* [Exercise goal] Would you please copy each line below that includes the string "analyze"?

——————

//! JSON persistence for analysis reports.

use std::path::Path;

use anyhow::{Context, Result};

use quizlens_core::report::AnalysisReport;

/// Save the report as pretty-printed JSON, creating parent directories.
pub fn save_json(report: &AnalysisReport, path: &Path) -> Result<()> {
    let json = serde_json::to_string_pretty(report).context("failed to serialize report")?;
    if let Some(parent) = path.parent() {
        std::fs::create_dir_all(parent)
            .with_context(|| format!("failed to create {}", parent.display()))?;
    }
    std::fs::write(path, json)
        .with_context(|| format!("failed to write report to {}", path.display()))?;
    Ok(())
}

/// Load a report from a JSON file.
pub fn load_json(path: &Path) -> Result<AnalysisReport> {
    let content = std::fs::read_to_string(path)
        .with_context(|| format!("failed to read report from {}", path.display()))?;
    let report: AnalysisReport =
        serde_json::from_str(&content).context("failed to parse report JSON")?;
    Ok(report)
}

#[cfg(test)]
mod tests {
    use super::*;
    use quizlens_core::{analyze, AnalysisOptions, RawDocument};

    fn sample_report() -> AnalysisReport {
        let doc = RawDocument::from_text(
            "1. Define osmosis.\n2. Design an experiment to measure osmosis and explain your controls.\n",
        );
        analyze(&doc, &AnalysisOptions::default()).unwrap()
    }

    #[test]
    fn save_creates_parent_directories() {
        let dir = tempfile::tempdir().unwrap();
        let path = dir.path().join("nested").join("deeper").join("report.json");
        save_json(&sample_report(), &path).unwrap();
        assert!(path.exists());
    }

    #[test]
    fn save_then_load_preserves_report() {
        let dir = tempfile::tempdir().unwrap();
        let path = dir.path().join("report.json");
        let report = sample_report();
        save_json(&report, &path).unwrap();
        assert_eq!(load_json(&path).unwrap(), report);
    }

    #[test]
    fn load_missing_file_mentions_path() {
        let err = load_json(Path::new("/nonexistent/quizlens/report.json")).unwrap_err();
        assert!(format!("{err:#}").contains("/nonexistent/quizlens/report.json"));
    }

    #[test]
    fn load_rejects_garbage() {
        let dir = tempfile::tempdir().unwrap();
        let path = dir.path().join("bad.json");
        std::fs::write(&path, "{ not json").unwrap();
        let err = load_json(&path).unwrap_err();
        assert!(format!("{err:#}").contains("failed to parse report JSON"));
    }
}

——————

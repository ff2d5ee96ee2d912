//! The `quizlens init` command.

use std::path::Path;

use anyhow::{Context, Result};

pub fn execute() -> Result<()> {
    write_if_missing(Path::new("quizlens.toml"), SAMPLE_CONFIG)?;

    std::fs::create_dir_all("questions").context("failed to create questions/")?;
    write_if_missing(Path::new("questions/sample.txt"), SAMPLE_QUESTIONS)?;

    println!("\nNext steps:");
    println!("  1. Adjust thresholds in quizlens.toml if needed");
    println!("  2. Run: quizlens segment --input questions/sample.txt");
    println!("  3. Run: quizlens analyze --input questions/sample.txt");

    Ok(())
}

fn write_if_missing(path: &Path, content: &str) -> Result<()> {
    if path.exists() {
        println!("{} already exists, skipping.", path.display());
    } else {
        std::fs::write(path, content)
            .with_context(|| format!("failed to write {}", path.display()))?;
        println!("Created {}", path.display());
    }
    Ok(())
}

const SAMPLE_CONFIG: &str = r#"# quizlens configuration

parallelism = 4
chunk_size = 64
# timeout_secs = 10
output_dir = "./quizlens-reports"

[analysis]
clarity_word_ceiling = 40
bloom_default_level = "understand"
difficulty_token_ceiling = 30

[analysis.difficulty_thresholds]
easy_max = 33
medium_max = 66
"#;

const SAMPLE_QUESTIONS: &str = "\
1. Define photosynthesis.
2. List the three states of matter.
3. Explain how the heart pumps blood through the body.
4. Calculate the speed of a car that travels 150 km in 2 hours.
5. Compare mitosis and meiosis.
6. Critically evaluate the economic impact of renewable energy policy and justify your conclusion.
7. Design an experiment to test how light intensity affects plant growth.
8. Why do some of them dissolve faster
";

——————

* [Written answer]
    use quizlens_core::{analyze, AnalysisOptions, RawDocument};
        analyze(&doc, &AnalysisOptions::default()).unwrap()
    println!("  3. Run: quizlens analyze --input questions/sample.txt");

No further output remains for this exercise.